* [Saved entries]:
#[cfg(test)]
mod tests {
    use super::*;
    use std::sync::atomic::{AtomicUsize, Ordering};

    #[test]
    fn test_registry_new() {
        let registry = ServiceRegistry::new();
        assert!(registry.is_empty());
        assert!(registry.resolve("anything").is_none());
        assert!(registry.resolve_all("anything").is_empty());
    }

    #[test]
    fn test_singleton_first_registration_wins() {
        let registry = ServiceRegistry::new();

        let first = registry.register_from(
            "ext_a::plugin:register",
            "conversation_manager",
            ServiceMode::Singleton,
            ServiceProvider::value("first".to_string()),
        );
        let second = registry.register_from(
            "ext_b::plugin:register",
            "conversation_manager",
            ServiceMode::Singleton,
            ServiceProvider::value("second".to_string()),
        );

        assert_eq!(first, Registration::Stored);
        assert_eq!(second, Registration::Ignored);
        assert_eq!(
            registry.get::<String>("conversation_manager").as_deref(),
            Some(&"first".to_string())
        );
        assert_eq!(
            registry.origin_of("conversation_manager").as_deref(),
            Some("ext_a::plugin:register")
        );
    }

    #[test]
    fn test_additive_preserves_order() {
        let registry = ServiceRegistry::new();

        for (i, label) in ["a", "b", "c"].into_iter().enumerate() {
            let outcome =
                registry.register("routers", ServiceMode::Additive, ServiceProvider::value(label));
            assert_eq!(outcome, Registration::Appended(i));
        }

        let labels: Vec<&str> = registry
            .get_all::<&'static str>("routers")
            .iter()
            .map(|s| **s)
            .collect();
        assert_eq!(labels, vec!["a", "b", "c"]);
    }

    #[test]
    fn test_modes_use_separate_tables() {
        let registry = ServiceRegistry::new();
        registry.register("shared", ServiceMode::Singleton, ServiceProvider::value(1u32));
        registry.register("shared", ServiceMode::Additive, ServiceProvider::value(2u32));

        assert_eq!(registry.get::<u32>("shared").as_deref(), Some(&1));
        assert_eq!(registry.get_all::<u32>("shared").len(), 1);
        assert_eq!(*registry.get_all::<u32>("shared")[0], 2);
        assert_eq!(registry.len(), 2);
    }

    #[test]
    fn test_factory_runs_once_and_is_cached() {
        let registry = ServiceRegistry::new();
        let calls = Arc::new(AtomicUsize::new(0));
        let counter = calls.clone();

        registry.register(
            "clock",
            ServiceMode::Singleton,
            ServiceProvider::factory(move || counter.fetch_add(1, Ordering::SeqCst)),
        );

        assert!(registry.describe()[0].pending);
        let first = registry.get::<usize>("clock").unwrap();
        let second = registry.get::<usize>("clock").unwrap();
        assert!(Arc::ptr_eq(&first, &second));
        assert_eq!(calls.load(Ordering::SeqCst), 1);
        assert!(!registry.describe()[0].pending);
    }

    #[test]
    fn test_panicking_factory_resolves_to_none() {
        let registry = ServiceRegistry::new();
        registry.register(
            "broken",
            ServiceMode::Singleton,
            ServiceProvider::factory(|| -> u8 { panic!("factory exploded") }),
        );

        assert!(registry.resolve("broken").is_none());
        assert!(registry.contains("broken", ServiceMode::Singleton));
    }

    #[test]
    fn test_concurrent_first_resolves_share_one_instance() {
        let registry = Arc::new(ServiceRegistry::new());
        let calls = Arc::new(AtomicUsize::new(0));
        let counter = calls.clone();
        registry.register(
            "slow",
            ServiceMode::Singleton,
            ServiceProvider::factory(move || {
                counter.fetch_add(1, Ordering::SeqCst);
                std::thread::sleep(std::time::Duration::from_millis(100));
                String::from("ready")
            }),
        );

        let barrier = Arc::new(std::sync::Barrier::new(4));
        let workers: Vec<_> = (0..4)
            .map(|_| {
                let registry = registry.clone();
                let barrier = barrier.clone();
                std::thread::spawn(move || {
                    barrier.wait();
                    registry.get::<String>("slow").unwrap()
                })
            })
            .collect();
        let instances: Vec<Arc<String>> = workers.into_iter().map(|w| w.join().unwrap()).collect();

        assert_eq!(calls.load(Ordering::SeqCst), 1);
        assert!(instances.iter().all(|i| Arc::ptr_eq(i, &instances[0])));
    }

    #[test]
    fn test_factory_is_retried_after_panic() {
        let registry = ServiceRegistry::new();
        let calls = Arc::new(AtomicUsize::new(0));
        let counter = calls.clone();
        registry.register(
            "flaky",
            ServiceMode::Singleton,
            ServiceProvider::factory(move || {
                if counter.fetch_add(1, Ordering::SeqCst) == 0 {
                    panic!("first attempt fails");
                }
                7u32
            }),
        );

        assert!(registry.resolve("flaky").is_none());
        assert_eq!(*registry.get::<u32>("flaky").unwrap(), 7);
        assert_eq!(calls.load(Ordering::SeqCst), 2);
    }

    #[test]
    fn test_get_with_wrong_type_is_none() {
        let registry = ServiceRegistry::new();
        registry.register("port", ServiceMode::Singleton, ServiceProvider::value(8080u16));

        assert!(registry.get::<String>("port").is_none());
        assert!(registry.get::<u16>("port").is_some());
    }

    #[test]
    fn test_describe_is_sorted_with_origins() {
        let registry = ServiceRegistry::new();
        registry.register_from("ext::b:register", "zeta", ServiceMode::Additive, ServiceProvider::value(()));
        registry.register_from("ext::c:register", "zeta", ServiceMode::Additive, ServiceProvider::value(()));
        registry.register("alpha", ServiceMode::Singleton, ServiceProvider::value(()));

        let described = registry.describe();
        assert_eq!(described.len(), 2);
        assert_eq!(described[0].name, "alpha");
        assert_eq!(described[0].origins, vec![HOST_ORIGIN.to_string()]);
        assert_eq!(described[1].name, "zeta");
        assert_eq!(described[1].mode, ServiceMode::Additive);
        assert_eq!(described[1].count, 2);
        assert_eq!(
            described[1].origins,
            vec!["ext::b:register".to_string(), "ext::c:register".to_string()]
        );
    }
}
...
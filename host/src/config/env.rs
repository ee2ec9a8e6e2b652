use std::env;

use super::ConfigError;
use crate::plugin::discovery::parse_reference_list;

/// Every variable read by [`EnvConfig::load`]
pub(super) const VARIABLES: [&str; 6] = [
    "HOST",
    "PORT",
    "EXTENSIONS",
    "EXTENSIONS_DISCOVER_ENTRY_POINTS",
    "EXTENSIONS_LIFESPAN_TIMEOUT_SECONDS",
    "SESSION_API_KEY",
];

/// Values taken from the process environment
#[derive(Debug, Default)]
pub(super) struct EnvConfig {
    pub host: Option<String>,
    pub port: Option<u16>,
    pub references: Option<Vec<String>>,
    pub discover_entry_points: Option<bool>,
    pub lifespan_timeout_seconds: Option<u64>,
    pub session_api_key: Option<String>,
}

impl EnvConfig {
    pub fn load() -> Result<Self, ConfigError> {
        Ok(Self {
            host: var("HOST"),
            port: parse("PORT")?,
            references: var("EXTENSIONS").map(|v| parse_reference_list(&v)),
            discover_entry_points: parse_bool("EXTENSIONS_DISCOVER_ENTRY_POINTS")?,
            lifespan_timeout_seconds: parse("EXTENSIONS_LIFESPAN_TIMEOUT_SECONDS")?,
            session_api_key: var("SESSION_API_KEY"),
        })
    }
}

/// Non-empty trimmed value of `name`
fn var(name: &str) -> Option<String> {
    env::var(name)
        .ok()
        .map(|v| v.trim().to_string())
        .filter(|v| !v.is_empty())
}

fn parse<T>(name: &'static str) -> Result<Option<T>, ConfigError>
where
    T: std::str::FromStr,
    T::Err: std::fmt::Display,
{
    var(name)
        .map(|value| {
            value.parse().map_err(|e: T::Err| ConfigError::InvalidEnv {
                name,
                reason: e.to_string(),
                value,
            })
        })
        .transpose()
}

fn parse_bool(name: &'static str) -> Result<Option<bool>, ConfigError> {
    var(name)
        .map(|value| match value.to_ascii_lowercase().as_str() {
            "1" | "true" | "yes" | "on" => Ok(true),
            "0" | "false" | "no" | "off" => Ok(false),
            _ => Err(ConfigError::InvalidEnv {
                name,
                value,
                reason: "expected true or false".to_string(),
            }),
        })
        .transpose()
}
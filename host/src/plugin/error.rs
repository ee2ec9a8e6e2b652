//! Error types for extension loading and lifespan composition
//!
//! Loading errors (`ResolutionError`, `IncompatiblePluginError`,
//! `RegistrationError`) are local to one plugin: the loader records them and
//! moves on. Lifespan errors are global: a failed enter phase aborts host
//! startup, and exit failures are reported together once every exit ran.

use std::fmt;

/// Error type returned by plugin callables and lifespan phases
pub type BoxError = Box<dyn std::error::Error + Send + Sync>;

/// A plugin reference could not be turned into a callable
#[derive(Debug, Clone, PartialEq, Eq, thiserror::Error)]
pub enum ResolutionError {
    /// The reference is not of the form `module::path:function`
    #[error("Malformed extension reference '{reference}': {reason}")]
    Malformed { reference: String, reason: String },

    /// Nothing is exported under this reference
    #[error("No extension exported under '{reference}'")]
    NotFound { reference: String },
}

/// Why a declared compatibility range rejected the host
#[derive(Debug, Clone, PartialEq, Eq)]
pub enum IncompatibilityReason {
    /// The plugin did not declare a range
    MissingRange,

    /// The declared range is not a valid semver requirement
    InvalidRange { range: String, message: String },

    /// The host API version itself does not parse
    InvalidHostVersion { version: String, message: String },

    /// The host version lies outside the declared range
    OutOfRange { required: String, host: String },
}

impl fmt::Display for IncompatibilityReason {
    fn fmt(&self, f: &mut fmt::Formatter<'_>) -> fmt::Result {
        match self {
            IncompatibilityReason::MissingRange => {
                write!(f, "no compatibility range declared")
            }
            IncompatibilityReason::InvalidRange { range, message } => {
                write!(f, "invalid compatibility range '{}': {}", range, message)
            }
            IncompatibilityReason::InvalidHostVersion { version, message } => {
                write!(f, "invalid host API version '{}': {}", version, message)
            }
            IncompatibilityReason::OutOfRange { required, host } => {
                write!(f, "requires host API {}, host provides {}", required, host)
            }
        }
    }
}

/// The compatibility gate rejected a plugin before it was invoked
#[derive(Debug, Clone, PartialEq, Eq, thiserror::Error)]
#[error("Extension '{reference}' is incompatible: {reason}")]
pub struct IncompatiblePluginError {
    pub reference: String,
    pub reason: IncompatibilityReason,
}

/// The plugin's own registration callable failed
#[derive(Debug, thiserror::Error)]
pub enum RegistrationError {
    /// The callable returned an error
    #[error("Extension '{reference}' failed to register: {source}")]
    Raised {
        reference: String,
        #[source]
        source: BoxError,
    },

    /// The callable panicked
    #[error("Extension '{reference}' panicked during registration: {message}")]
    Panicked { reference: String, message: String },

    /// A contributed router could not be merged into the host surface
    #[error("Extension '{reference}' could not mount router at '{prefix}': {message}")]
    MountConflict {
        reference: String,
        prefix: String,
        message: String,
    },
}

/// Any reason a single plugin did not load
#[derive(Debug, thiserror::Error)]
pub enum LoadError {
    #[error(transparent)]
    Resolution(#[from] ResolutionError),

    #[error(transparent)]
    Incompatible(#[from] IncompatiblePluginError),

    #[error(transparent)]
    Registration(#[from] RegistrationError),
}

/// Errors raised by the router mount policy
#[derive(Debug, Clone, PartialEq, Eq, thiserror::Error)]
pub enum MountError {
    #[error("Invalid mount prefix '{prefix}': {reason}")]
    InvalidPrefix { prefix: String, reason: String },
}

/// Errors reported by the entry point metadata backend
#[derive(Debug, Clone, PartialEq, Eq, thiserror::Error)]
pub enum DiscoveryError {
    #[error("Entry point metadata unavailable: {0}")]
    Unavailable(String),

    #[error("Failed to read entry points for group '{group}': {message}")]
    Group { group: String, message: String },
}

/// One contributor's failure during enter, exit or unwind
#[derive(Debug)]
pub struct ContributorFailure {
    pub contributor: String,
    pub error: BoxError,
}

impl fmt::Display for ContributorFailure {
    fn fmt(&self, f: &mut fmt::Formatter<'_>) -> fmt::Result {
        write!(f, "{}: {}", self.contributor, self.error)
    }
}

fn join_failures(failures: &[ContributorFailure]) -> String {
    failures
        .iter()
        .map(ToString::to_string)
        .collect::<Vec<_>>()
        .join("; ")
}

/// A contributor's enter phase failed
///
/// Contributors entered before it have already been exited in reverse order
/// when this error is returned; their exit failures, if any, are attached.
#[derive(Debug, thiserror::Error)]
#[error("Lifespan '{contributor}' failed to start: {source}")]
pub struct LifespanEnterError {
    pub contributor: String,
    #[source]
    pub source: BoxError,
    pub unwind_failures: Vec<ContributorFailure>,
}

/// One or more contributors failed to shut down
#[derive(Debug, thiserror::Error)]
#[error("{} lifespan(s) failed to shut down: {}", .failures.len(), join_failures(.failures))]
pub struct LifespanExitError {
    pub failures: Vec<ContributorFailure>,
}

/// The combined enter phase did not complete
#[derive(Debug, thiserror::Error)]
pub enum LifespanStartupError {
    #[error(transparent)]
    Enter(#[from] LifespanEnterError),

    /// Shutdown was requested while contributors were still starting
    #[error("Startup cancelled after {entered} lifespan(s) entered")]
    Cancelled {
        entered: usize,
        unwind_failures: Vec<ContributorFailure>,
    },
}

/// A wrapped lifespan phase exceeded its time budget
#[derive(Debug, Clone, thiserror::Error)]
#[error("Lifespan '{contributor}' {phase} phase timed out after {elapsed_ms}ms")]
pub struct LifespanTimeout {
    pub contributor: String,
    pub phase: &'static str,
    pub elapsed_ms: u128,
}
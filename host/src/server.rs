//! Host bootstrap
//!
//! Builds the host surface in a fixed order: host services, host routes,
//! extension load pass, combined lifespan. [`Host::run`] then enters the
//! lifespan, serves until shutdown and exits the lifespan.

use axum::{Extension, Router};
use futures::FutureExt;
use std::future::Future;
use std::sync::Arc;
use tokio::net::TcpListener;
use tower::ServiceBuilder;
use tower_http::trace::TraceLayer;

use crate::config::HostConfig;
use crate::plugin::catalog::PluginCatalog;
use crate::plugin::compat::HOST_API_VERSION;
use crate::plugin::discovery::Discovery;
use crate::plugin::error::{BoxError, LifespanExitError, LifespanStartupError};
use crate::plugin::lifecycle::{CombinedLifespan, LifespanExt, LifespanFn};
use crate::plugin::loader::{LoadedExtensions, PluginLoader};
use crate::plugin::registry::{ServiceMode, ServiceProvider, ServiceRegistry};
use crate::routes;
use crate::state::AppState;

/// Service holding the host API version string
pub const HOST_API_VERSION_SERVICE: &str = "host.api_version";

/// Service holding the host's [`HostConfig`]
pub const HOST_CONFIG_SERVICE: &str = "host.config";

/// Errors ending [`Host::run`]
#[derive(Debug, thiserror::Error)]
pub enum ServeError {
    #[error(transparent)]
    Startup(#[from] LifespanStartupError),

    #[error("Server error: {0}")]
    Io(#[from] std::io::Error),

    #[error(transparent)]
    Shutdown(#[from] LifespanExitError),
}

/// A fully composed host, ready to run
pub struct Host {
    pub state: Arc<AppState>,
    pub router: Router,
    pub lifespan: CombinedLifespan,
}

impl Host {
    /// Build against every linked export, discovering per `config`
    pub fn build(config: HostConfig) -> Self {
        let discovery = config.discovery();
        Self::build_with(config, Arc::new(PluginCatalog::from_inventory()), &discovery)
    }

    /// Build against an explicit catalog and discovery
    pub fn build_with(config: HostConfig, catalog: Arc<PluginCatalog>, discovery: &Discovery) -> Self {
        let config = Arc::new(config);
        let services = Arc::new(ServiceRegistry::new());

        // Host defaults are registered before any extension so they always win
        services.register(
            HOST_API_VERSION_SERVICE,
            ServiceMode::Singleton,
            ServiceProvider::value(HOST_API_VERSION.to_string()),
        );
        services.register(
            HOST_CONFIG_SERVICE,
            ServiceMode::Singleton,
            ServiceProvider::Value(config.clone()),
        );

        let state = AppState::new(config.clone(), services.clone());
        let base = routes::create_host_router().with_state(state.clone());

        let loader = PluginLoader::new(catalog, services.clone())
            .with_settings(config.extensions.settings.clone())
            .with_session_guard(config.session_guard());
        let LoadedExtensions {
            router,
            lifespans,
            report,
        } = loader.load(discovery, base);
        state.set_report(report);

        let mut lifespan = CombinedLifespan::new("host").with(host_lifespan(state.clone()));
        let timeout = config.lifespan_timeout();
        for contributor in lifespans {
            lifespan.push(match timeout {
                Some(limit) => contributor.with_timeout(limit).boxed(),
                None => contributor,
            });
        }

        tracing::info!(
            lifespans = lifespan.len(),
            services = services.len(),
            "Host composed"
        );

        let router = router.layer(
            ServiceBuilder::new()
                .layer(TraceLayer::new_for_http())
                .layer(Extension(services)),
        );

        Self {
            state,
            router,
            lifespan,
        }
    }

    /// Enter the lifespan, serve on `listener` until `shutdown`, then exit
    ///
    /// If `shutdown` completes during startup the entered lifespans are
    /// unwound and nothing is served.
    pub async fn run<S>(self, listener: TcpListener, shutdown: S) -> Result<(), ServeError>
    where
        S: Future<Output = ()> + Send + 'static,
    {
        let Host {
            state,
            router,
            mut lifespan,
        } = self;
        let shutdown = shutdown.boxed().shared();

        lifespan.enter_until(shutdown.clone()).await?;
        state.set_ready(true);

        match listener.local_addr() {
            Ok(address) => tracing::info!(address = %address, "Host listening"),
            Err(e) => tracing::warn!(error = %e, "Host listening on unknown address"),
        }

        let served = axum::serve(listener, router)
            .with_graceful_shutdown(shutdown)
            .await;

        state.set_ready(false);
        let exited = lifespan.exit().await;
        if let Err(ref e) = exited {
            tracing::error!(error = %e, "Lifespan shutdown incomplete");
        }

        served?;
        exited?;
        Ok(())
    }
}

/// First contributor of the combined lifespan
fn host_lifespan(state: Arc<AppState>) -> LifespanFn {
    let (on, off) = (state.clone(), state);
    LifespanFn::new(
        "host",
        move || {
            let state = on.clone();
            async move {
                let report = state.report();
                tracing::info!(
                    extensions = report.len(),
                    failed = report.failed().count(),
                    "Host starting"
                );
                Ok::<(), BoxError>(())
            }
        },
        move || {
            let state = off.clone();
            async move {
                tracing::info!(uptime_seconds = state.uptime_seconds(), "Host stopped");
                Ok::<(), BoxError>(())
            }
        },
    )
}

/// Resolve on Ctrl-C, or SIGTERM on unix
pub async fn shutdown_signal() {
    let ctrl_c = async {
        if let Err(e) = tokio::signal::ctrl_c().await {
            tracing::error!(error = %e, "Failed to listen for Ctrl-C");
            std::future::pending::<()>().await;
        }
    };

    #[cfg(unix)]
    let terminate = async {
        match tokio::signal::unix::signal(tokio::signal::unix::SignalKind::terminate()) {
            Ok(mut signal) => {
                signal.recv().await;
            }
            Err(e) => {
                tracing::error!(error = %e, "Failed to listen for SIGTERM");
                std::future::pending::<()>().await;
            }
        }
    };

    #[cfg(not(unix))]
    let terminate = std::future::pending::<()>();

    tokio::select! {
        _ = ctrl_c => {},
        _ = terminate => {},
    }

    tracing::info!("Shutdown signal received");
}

* [Task prompt]:
Return every line above in which the string "composed" occurs.

* [Answer to this task]:
/// A fully composed host, ready to run
            "Host composed"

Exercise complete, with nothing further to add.